For Polish families, a common way of staying in touch pre-pandemic has been through frequent visits; but with the ongoing restrictions on foreign travel, these have been curtailed.
However, there are other methods of maintaining contact. As part of my research into the experiences of Polish-born adolescents living in the UK, I spoke to a group of Polish teenagers, and explored the ways they had found to stay in touch. These included keeping up with favourite TV series, or Polish current affairs online. The teenagers also used social media such as Whats App and Facebook, or Skype to sustain their connection with friends and family back in Poland.
Yet one of the limitations on maintaining connections is that of language. A teenager living in the UK may have undergone language attrition, when a person loses their first language. Polish adolescents who migrated at a young age may not necessarily have had enough time during childhood to acquire a strong grounding in their home language. Even with the aid of technology, the lack of language skills can hinder communication with friends and family back in Poland.
One way in which children can maintain their language skills is through attending complementary schools, also known as Saturday schools. Polish complementary schools will often tutor students for the Polish GSCE and A level exams. Alongside language, they also teach culture and history, and try to foster a sense of connection with the wider Polish community.
During the UK lockdowns of 2020, the majority of complementary schools remained closed. However, a study I conducted with Anne White from the UCL School of Slavonic & Eastern European Studies (SSEES), shows the immense effort made by the schools to maintain an online presence throughout lockdown. Heads of Polish complementary schools described how lessons were being held through various online platforms, from Google Classroom to innovative uses of Whats App, so their students could access Polish language learning easily. Advice was also being given to students who had planned to sit the GCSE Polish exam in the June 2020 session.

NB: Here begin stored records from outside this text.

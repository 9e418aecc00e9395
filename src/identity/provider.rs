use std::time::Duration;

use async_trait::async_trait;
use chrono::{DateTime, Utc};
use reqwest::Url;

use super::principal::Principal;
use crate::error::ProviderError;

/// Credential handed out by an identity provider. Opaque to callers apart from
/// its principal and expiry.
#[derive(Clone)]
pub struct Identity {
    principal: Principal,
    expires_at: Option<DateTime<Utc>>,
}

impl Identity {
    pub fn new(public_key: Vec<u8>, expires_at: Option<DateTime<Utc>>) -> Self {
        Self { principal: Principal::self_authenticating(&public_key), expires_at }
    }

    pub fn principal(&self) -> &Principal { &self.principal }
    pub fn expires_at(&self) -> Option<DateTime<Utc>> { self.expires_at }

    pub fn is_expired(&self, now: DateTime<Utc>) -> bool {
        self.expires_at.map(|t| t <= now).unwrap_or(false)
    }
}

impl std::fmt::Debug for Identity {
    fn fmt(&self, f: &mut std::fmt::Formatter<'_>) -> std::fmt::Result {
        f.debug_struct("Identity")
            .field("principal", &self.principal.to_text())
            .field("expires_at", &self.expires_at)
            .finish_non_exhaustive()
    }
}

#[derive(Debug, Clone)]
pub struct LoginOptions {
    pub identity_provider_url: Url,
    pub max_time_to_live: Duration,
}

/// Delegated-authentication client.
///
/// `login` may block on a user for minutes. It resolves without a value;
/// callers re-read `identity()` afterwards.
#[async_trait]
pub trait IdentityProvider: Send + Sync {
    async fn is_authenticated(&self) -> bool;
    async fn identity(&self) -> Result<Identity, ProviderError>;
    async fn login(&self, opts: &LoginOptions) -> Result<(), ProviderError>;
    /// Invalidate the credential. Calling it while logged out is a no-op.
    async fn logout(&self) -> Result<(), ProviderError>;
}

/// User-facing half of an interactive login: shows where to authenticate and
/// reports whether the user completed it.
#[async_trait]
pub trait LoginPrompt: Send + Sync {
    async fn confirm(&self, opts: &LoginOptions) -> Result<bool, ProviderError>;
}

/// Prompt that accepts without asking; used for non-interactive runs.
pub struct AutoApprove;

#[async_trait]
impl LoginPrompt for AutoApprove {
    async fn confirm(&self, _opts: &LoginOptions) -> Result<bool, ProviderError> { Ok(true) }
}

Many complementary schools also attempted to enhance a feeling of community through organising online activities at Easter, or for national holidays, with these events often being promoted on the school Facebook pages. This has helped to sustain a wider sense of identity and connection with Poland.
During these challenging times, the Polish complementary schools have therefore highlighted the importance of heritage language teaching, allowing children to communicate with friends and family more easily. They have also demonstrated their connection to the wider Polish community in helping to maintain a sense of community during a time when people have been kept so far apart.
This is a condensed version of a UCL Lunch Hour lecture on maintaining transnational identities before and during the Covid-19 pandemic.